Ok, so i am 20 years old and me and my boyfriend have been together since i was 15. we are really serious. I love my boyfriend to death. about a year ago i started to feel like i was missing out. We have been together for so long that i really have nothing to compare our relationship too. we broke up for about two weeks. Within those two weeks i started seeing someone else. He was not who i thought he was and i got back together with my boyfriend. He had serious trust issues after that but we made it work. I just had no social life and he acted pretty much like he was my dad "what time will you be home who are you with what are you doing" that stuff. But i just dealt with it. we have been doing really good lately and we even just bought a house together about a month ago. my problem now is that i am feeling the same way i was before. I just want to be single. I want to do whatever i want and i don't want to have to ask permisstion to do something. I can see myself spending the rest of my life with him. I just don't want the rest of my life to start right now. I wish i would have met him 10 years from now. My fear is that i will end up cheating on him in the future because i want to know what else is out there. We have so much invested into this relationship though and i just don't know what to do.
I have been married for 8 years (I got married when I was 19) but I have never felt like I was missing out because I have my freedom. I do not have to ask permission to do things I want to do. I just go and do them- If I want to go kayaking with friends, I grab my kayak, tell my wife where I am going to be, and that is it.

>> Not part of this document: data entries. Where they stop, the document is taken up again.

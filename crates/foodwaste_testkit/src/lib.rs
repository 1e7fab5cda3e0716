//! # FoodWaste Testkit
//!
//! Test utilities for the FoodWaste synchronization engine.
//!
//! This crate provides:
//! - Stores with the full schema, in memory or in a temporary SQLite file
//! - A seeded reference data set
//! - Property-based test generators using proptest
//!
//! ## Usage
//!
//! ```rust
//! use foodwaste_testkit::prelude::*;
//!
//! let store = TestStore::memory();
//! let mut repository = store.repository();
//! let fixture = Fixture::seed(&mut repository);
//! assert_eq!(repository.root_food_groups().unwrap().len(), 2);
//! # let _ = fixture;
//! ```

pub mod fixtures;
pub mod generators;

/// Prelude module for convenient imports
pub mod prelude {
    pub use crate::fixtures::*;
    pub use crate::generators::*;
}

pub use fixtures::*;
pub use generators::*;
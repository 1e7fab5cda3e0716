//! Table layout of the FoodWaste store.
//!
//! Every table is described by a [`TableSchema`] whose first column is the
//! key. The order of `columns` is the order in which a proxy's values are
//! written and in which it reads its own row.

use foodwaste_sql::{ColumnRef, TableRef};
use foodwaste_store::MemoryAccessor;

/// Name, select alias and ordered columns of a table.
#[derive(Debug, Clone, Copy, PartialEq, Eq)]
pub struct TableSchema {
    /// Table name.
    pub name: &'static str,
    /// Alias used when the table takes part in a join.
    pub alias: &'static str,
    /// Columns, key first.
    pub columns: &'static [&'static str],
}

impl TableSchema {
    /// The key column.
    #[must_use]
    pub const fn key(&self) -> &'static str {
        self.columns[0]
    }

    /// The table without alias.
    #[must_use]
    pub const fn table(&self) -> TableRef {
        TableRef::new(self.name)
    }

    /// The table with its join alias.
    #[must_use]
    pub const fn aliased(&self) -> TableRef {
        TableRef::aliased(self.name, self.alias)
    }

    /// A column qualified by the join alias.
    #[must_use]
    pub const fn col(&self, name: &'static str) -> ColumnRef {
        ColumnRef::qualified(self.alias, name)
    }

    /// All columns, unqualified.
    pub fn column_refs(&self) -> impl Iterator<Item = ColumnRef> {
        self.columns.iter().map(|c| ColumnRef::new(*c))
    }

    /// All columns, qualified by the join alias.
    pub fn qualified_refs(&self) -> impl Iterator<Item = ColumnRef> + '_ {
        self.columns.iter().map(|c| self.col(*c))
    }
}

/// Cultures translations are written in.
pub const TRANSLATION_INFOS: TableSchema = TableSchema {
    name: "TranslationInfos",
    alias: "ti",
    columns: &["TranslationInfoIdentifier", "CultureName"],
};

/// Translated texts of any translatable object.
pub const TRANSLATIONS: TableSchema = TableSchema {
    name: "Translations",
    alias: "t",
    columns: &[
        "TranslationIdentifier",
        "OfIdentifier",
        "InfoIdentifier",
        "Value",
    ],
};

/// External data providers.
pub const DATA_PROVIDERS: TableSchema = TableSchema {
    name: "DataProviders",
    alias: "dp",
    columns: &[
        "DataProviderIdentifier",
        "Name",
        "HandlesPayments",
        "DataSourceStatementIdentifier",
    ],
};

/// Keys of domain objects at data providers.
pub const FOREIGN_KEYS: TableSchema = TableSchema {
    name: "ForeignKeys",
    alias: "fk",
    columns: &[
        "ForeignKeyIdentifier",
        "DataProviderIdentifier",
        "ForeignKeyForIdentifier",
        "ForeignKeyForTypes",
        "ForeignKeyValue",
    ],
};

/// Hierarchy of food groups.
pub const FOOD_GROUPS: TableSchema = TableSchema {
    name: "FoodGroups",
    alias: "fg",
    columns: &["FoodGroupIdentifier", "ParentIdentifier", "IsActive"],
};

/// Food items.
pub const FOOD_ITEMS: TableSchema = TableSchema {
    name: "FoodItems",
    alias: "fi",
    columns: &["FoodItemIdentifier", "IsActive"],
};

/// Membership of food items in food groups.
pub const FOOD_ITEM_GROUPS: TableSchema = TableSchema {
    name: "FoodItemGroups",
    alias: "fig",
    columns: &[
        "FoodItemGroupIdentifier",
        "FoodItemIdentifier",
        "FoodGroupIdentifier",
        "IsPrimary",
    ],
};

/// System texts such as the welcome letter.
pub const STATIC_TEXTS: TableSchema = TableSchema {
    name: "StaticTexts",
    alias: "st",
    columns: &[
        "StaticTextIdentifier",
        "StaticTextType",
        "SubjectTranslationIdentifier",
        "BodyTranslationIdentifier",
    ],
};

/// Kinds of storage.
pub const STORAGE_TYPES: TableSchema = TableSchema {
    name: "StorageTypes",
    alias: "stt",
    columns: &[
        "StorageTypeIdentifier",
        "SortOrder",
        "Temperature",
        "TemperatureRangeStartValue",
        "TemperatureRangeEndValue",
        "Creatable",
        "Editable",
        "Deletable",
    ],
};

/// Households.
pub const HOUSEHOLDS: TableSchema = TableSchema {
    name: "Households",
    alias: "h",
    columns: &["HouseholdIdentifier", "Name", "Descr", "CreationTime"],
};

/// Storages of a household.
pub const STORAGES: TableSchema = TableSchema {
    name: "Storages",
    alias: "s",
    columns: &[
        "StorageIdentifier",
        "HouseholdIdentifier",
        "SortOrder",
        "StorageTypeIdentifier",
        "Descr",
        "Temperature",
        "CreationTime",
    ],
};

/// Household members.
pub const HOUSEHOLD_MEMBERS: TableSchema = TableSchema {
    name: "HouseholdMembers",
    alias: "hm",
    columns: &[
        "HouseholdMemberIdentifier",
        "MailAddress",
        "Membership",
        "CreationTime",
    ],
};

/// Membership of household members in households.
pub const MEMBER_OF_HOUSEHOLDS: TableSchema = TableSchema {
    name: "MemberOfHouseholds",
    alias: "moh",
    columns: &[
        "MemberOfHouseholdIdentifier",
        "HouseholdMemberIdentifier",
        "HouseholdIdentifier",
        "CreationTime",
    ],
};

/// Every table, in creation order.
pub const ALL_TABLES: &[TableSchema] = &[
    TRANSLATION_INFOS,
    TRANSLATIONS,
    DATA_PROVIDERS,
    FOREIGN_KEYS,
    FOOD_GROUPS,
    FOOD_ITEMS,
    FOOD_ITEM_GROUPS,
    STATIC_TEXTS,
    STORAGE_TYPES,
    HOUSEHOLDS,
    STORAGES,
    HOUSEHOLD_MEMBERS,
    MEMBER_OF_HOUSEHOLDS,
];

/// SQLite DDL creating every table.
///
/// Translation and foreign key owners are polymorphic and carry no
/// reference constraint.
pub const SQLITE_SCHEMA: &str = "\
CREATE TABLE IF NOT EXISTS TranslationInfos (
    TranslationInfoIdentifier CHAR(36) NOT NULL PRIMARY KEY,
    CultureName CHAR(5) NOT NULL UNIQUE
);
CREATE TABLE IF NOT EXISTS Translations (
    TranslationIdentifier CHAR(36) NOT NULL PRIMARY KEY,
    OfIdentifier CHAR(36) NOT NULL,
    InfoIdentifier CHAR(36) NOT NULL REFERENCES TranslationInfos (TranslationInfoIdentifier),
    Value TEXT NOT NULL,
    UNIQUE (OfIdentifier, InfoIdentifier)
);
CREATE TABLE IF NOT EXISTS DataProviders (
    DataProviderIdentifier CHAR(36) NOT NULL PRIMARY KEY,
    Name VARCHAR(256) NOT NULL UNIQUE,
    HandlesPayments INTEGER NOT NULL,
    DataSourceStatementIdentifier CHAR(36) NOT NULL
);
CREATE TABLE IF NOT EXISTS ForeignKeys (
    ForeignKeyIdentifier CHAR(36) NOT NULL PRIMARY KEY,
    DataProviderIdentifier CHAR(36) NOT NULL REFERENCES DataProviders (DataProviderIdentifier),
    ForeignKeyForIdentifier CHAR(36) NOT NULL,
    ForeignKeyForTypes VARCHAR(128) NOT NULL,
    ForeignKeyValue VARCHAR(128) NOT NULL
);
CREATE TABLE IF NOT EXISTS FoodGroups (
    FoodGroupIdentifier CHAR(36) NOT NULL PRIMARY KEY,
    ParentIdentifier CHAR(36) NULL REFERENCES FoodGroups (FoodGroupIdentifier),
    IsActive INTEGER NOT NULL
);
CREATE TABLE IF NOT EXISTS FoodItems (
    FoodItemIdentifier CHAR(36) NOT NULL PRIMARY KEY,
    IsActive INTEGER NOT NULL
);
CREATE TABLE IF NOT EXISTS FoodItemGroups (
    FoodItemGroupIdentifier CHAR(36) NOT NULL PRIMARY KEY,
    FoodItemIdentifier CHAR(36) NOT NULL REFERENCES FoodItems (FoodItemIdentifier),
    FoodGroupIdentifier CHAR(36) NOT NULL REFERENCES FoodGroups (FoodGroupIdentifier),
    IsPrimary INTEGER NOT NULL,
    UNIQUE (FoodItemIdentifier, FoodGroupIdentifier)
);
CREATE TABLE IF NOT EXISTS StaticTexts (
    StaticTextIdentifier CHAR(36) NOT NULL PRIMARY KEY,
    StaticTextType INTEGER NOT NULL UNIQUE,
    SubjectTranslationIdentifier CHAR(36) NOT NULL,
    BodyTranslationIdentifier CHAR(36) NULL
);
CREATE TABLE IF NOT EXISTS StorageTypes (
    StorageTypeIdentifier CHAR(36) NOT NULL PRIMARY KEY,
    SortOrder INTEGER NOT NULL,
    Temperature INTEGER NOT NULL,
    TemperatureRangeStartValue INTEGER NOT NULL,
    TemperatureRangeEndValue INTEGER NOT NULL,
    Creatable INTEGER NOT NULL,
    Editable INTEGER NOT NULL,
    Deletable INTEGER NOT NULL
);
CREATE TABLE IF NOT EXISTS Households (
    HouseholdIdentifier CHAR(36) NOT NULL PRIMARY KEY,
    Name VARCHAR(64) NOT NULL,
    Descr VARCHAR(2048) NULL,
    CreationTime DATETIME NOT NULL
);
CREATE TABLE IF NOT EXISTS Storages (
    StorageIdentifier CHAR(36) NOT NULL PRIMARY KEY,
    HouseholdIdentifier CHAR(36) NOT NULL REFERENCES Households (HouseholdIdentifier),
    SortOrder INTEGER NOT NULL,
    StorageTypeIdentifier CHAR(36) NOT NULL REFERENCES StorageTypes (StorageTypeIdentifier),
    Descr VARCHAR(2048) NULL,
    Temperature INTEGER NOT NULL,
    CreationTime DATETIME NOT NULL
);
CREATE TABLE IF NOT EXISTS HouseholdMembers (
    HouseholdMemberIdentifier CHAR(36) NOT NULL PRIMARY KEY,
    MailAddress VARCHAR(128) NOT NULL UNIQUE,
    Membership INTEGER NOT NULL,
    CreationTime DATETIME NOT NULL
);
CREATE TABLE IF NOT EXISTS MemberOfHouseholds (
    MemberOfHouseholdIdentifier CHAR(36) NOT NULL PRIMARY KEY,
    HouseholdMemberIdentifier CHAR(36) NOT NULL REFERENCES HouseholdMembers (HouseholdMemberIdentifier),
    HouseholdIdentifier CHAR(36) NOT NULL REFERENCES Households (HouseholdIdentifier),
    CreationTime DATETIME NOT NULL,
    UNIQUE (HouseholdMemberIdentifier, HouseholdIdentifier)
);
";

/// Declares every table in an in-memory store.
pub fn create_memory_tables(store: &MemoryAccessor) {
    for table in ALL_TABLES {
        store.create_table(table.name, table.columns);
    }
}

#[cfg(test)]
mod tests {
    use super::*;
    use std::collections::HashSet;

    #[test]
    fn keys_are_named_after_their_table() {
        for table in ALL_TABLES {
            assert!(table.key().ends_with("Identifier"), "{}", table.name);
        }
    }

    #[test]
    fn aliases_are_unique() {
        let aliases: HashSet<_> = ALL_TABLES.iter().map(|t| t.alias).collect();
        assert_eq!(aliases.len(), ALL_TABLES.len());
    }

    #[test]
    fn ddl_names_every_table() {
        for table in ALL_TABLES {
            assert!(
                SQLITE_SCHEMA.contains(&format!("CREATE TABLE IF NOT EXISTS {} (", table.name)),
                "{}",
                table.name
            );
        }
    }

    #[test]
    fn memory_tables_are_declared() {
        let store = MemoryAccessor::new();
        create_memory_tables(&store);
        assert_eq!(store.row_count("FoodItems"), 0);
        assert!(store.rows("FoodItemGroups").is_empty());
    }
}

My wife doesn't ask permission either- if she wants to go out with friends, she does it, and I have no issues with that-
I havent felt the need to cheat on her because my life is complete- I have my freedom and the love of my life by my side-
If he doesn't understand that you want to live your life, then maybe you shouldn't be with him at all-living your life the way you want to live it is more important-
If you want to be single then talk to your boyfriend. maybe you guys could try an open relationship for a while. Me and my husband had one for a while and it did wonders.
Just remember how the last time you guys broke up you date someone else didn't like how it turned out and went running back to your comfort zone. One day that comfort zone won't be there no more. always do what is going to make you happy but think long and hard first. Good men are not found often and the grass isn't always greener on the other side. just remember you cant treat him like a punching bag in a way. You dont get to go out and date and do the single thing then when that gets old get to run back to a beautiful home and form an instant family that's just not how life works sweetie. Decide one or the other. if you leave him that's fine but don't expect him to be sitting there waiting for you when your done having fun.